What the task asks:
Include in the output exactly the lines from the opening of the data through the line containing "use chrono::Utc;", and nothing more.

Collected data
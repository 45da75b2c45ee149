//! Marker aggregation: one map position per distinct rounded coordinate

use crate::models::TravelRecord;
use serde::{Deserialize, Serialize};
use std::collections::HashSet;

/// A deduplicated map position representing one or more records sharing
/// rounded coordinates
#[derive(Debug, Clone, Copy, PartialEq, Serialize, Deserialize)]
pub struct Marker {
    pub lat: f64,
    pub lng: f64,
}

/// Dedup key for a coordinate pair: both components formatted to exactly
/// five decimal places
///
/// Session matching uses the same key, so every marker produced by
/// [`unique_markers`] has at least one matching record.
pub fn coordinate_key(lat: f64, lng: f64) -> String {
    format!("{lat:.5}_{lng:.5}")
}

/// Group records into unique map positions
///
/// One marker per first-seen coordinate key, in input order (newest
/// first per the record store ordering). Records with non-finite
/// coordinates are skipped. Pure and order-stable.
pub fn unique_markers(records: &[TravelRecord]) -> Vec<Marker> {
    let mut seen = HashSet::new();
    let mut markers = Vec::new();
    for record in records {
        if !record.latitude.is_finite() || !record.longitude.is_finite() {
            continue;
        }
        let key = coordinate_key(record.latitude, record.longitude);
        if seen.insert(key) {
            markers.push(Marker {
                lat: record.latitude,
                lng: record.longitude,
            });
        }
    }
    markers
}

#[cfg(test)]
mod tests {
    use super::*;
    use chrono::Utc;
    use uuid::Uuid;

    fn record(lat: f64, lng: f64) -> TravelRecord {
        let now = Utc::now();
        TravelRecord {
            id: Uuid::new_v4(),
            name: "Alex".to_string(),
            start_date: "2024-06-01".to_string(),
            end_date: None,
            destination_name: "Paris, France".to_string(),
            latitude: lat,
            longitude: lng,
            accommodation: None,
            rating: None,
            highlights: None,
            companion_type: Default::default(),
            budget_style: Default::default(),
            memorable_food: None,
            deepest_impression_spot: None,
            travel_tips: None,
            keyword_tags: Vec::new(),
            daily_brief_itinerary: None,
            uploaded_images: Vec::new(),
            duration: None,
            created_at: now,
            updated_at: now,
        }
    }

    #[test]
    fn one_marker_per_rounded_position() {
        let records = vec![
            record(48.8566, 2.3522),
            // Differs only past the fifth decimal place
            record(48.856601, 2.352199),
            record(35.6762, 139.6503),
        ];
        let markers = unique_markers(&records);
        assert_eq!(markers.len(), 2);
        assert_eq!(markers[0].lat, 48.8566);
        assert_eq!(markers[1].lng, 139.6503);
    }

    #[test]
    fn preserves_first_seen_order_and_is_stable() {
        let records = vec![
            record(10.0, 20.0),
            record(30.0, 40.0),
            record(10.0, 20.0),
        ];
        let first = unique_markers(&records);
        let second = unique_markers(&records);
        assert_eq!(first, second);
        assert_eq!(first[0].lat, 10.0);
        assert_eq!(first[1].lat, 30.0);
    }

    #[test]
    fn skips_non_finite_coordinates() {
        let records = vec![record(f64::NAN, 2.0), record(1.0, f64::INFINITY)];
        assert!(unique_markers(&records).is_empty());
    }

    #[test]
    fn key_rounds_to_five_decimals() {
        assert_eq!(coordinate_key(48.8566, 2.3522), "48.85660_2.35220");
        assert_eq!(
            coordinate_key(48.856601, 2.352199),
            coordinate_key(48.8566, 2.3522)
        );
    }
}
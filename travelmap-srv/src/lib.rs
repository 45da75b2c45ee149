//! travelmap-srv library interface
//!
//! Exposes the router and application state for integration testing.

pub mod api;
pub mod db;
pub mod error;
pub mod ingest;
pub mod services;

pub use crate::error::{ApiError, ApiResult};

use axum::Router;
use sqlx::SqlitePool;
use std::path::PathBuf;
use std::sync::Arc;
use tower_http::cors::CorsLayer;
use tower_http::services::ServeDir;
use tower_http::trace::TraceLayer;

use crate::services::{Geocoder, PhotoFinder};

/// Application state shared across HTTP handlers
#[derive(Clone)]
pub struct AppState {
    /// Database connection pool
    pub db: SqlitePool,
    /// Destination/reverse geocoding service
    pub geocoder: Arc<dyn Geocoder>,
    /// Place photo lookup and proxy service
    pub photos: Arc<dyn PhotoFinder>,
    /// Directory holding uploaded images
    pub uploads_dir: PathBuf,
}

impl AppState {
    pub fn new(
        db: SqlitePool,
        geocoder: Arc<dyn Geocoder>,
        photos: Arc<dyn PhotoFinder>,
        uploads_dir: PathBuf,
    ) -> Self {
        Self {
            db,
            geocoder,
            photos,
            uploads_dir,
        }
    }
}

/// Build application router
pub fn build_router(state: AppState) -> Router {
    use axum::routing::{get, post};

    let uploads_dir = state.uploads_dir.clone();

    Router::new()
        .route(
            "/api/travel-records",
            get(api::list_records).post(api::create_record),
        )
        .route("/api/markers", get(api::list_markers))
        // Static segment wins over the :location_name capture
        .route("/api/image-search/photo", get(api::photo_proxy))
        .route("/api/image-search/:location_name", get(api::search_location))
        .route("/api/uploads", post(api::upload_images))
        .nest_service("/uploads", ServeDir::new(uploads_dir))
        .merge(api::health_routes())
        .layer(TraceLayer::new_for_http())
        .layer(CorsLayer::permissive())
        .with_state(state)
}
//! Configuration loading for the travelmap server
//!
//! Values resolve in priority order: command-line argument, environment
//! variable, TOML config file, compiled default. The Google API key has
//! no default; its absence is logged once and all geocode/photo calls
//! fail closed.

use crate::{Error, Result};
use serde::Deserialize;
use std::path::{Path, PathBuf};
use tracing::{info, warn};

/// Default HTTP port
pub const DEFAULT_PORT: u16 = 5001;
/// Default SQLite database path (relative to working directory)
pub const DEFAULT_DATABASE_PATH: &str = "travelmap.db";
/// Default directory for uploaded images
pub const DEFAULT_UPLOADS_DIR: &str = "uploads";

/// Raw TOML configuration file contents
#[derive(Debug, Clone, Default, Deserialize)]
pub struct TomlConfig {
    pub port: Option<u16>,
    pub database_path: Option<PathBuf>,
    pub uploads_dir: Option<PathBuf>,
    pub google_api_key: Option<String>,
}

impl TomlConfig {
    /// Load from a TOML file; a missing file yields the empty config
    pub fn load(path: &Path) -> Result<Self> {
        if !path.exists() {
            return Ok(Self::default());
        }
        let contents = std::fs::read_to_string(path)?;
        toml::from_str(&contents)
            .map_err(|e| Error::Config(format!("{}: {}", path.display(), e)))
    }
}

/// Command-line overrides (highest priority)
#[derive(Debug, Clone, Default)]
pub struct CliOverrides {
    pub port: Option<u16>,
    pub database_path: Option<PathBuf>,
    pub uploads_dir: Option<PathBuf>,
}

/// Fully resolved server configuration
#[derive(Debug, Clone)]
pub struct ServerConfig {
    pub port: u16,
    pub database_path: PathBuf,
    pub uploads_dir: PathBuf,
    /// Google Maps/Places API credential; `None` fails geocoding closed
    pub google_api_key: Option<String>,
}

impl ServerConfig {
    /// Resolve configuration from CLI, environment, and TOML tiers
    pub fn resolve(cli: CliOverrides, toml_config: &TomlConfig) -> Self {
        let port = cli
            .port
            .or_else(|| env_parsed("TRAVELMAP_PORT"))
            .or(toml_config.port)
            .unwrap_or(DEFAULT_PORT);

        let database_path = cli
            .database_path
            .or_else(|| std::env::var("TRAVELMAP_DATABASE").ok().map(PathBuf::from))
            .or_else(|| toml_config.database_path.clone())
            .unwrap_or_else(|| PathBuf::from(DEFAULT_DATABASE_PATH));

        let uploads_dir = cli
            .uploads_dir
            .or_else(|| std::env::var("TRAVELMAP_UPLOADS_DIR").ok().map(PathBuf::from))
            .or_else(|| toml_config.uploads_dir.clone())
            .unwrap_or_else(|| PathBuf::from(DEFAULT_UPLOADS_DIR));

        let google_api_key = std::env::var("TRAVELMAP_GOOGLE_API_KEY")
            .ok()
            .filter(|key| !key.trim().is_empty())
            .or_else(|| toml_config.google_api_key.clone());

        match &google_api_key {
            Some(_) => info!("Google API key configured"),
            None => warn!(
                "TRAVELMAP_GOOGLE_API_KEY is not set; geocoding and photo \
                 lookups will fail closed"
            ),
        }

        Self {
            port,
            database_path,
            uploads_dir,
            google_api_key,
        }
    }
}

fn env_parsed<T: std::str::FromStr>(name: &str) -> Option<T> {
    std::env::var(name).ok().and_then(|v| v.parse().ok())
}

Written answer:
repository 45da75b2c45ee149
//! Marker aggregation: one map position per distinct rounded coordinate

use crate::models::TravelRecord;
use serde::{Deserialize, Serialize};
use std::collections::HashSet;

/// A deduplicated map position representing one or more records sharing
/// rounded coordinates
#[derive(Debug, Clone, Copy, PartialEq, Serialize, Deserialize)]
pub struct Marker {
    pub lat: f64,
    pub lng: f64,
}

/// Dedup key for a coordinate pair: both components formatted to exactly
/// five decimal places
///
/// Session matching uses the same key, so every marker produced by
/// [`unique_markers`] has at least one matching record.
pub fn coordinate_key(lat: f64, lng: f64) -> String {
    format!("{lat:.5}_{lng:.5}")
}

/// Group records into unique map positions
///
/// One marker per first-seen coordinate key, in input order (newest
/// first per the record store ordering). Records with non-finite
/// coordinates are skipped. Pure and order-stable.
pub fn unique_markers(records: &[TravelRecord]) -> Vec<Marker> {
    let mut seen = HashSet::new();
    let mut markers = Vec::new();
    for record in records {
        if !record.latitude.is_finite() || !record.longitude.is_finite() {
            continue;
        }
        let key = coordinate_key(record.latitude, record.longitude);
        if seen.insert(key) {
            markers.push(Marker {
                lat: record.latitude,
                lng: record.longitude,
            });
        }
    }
    markers
}

#[cfg(test)]
mod tests {
    use super::*;
    use chrono::Utc;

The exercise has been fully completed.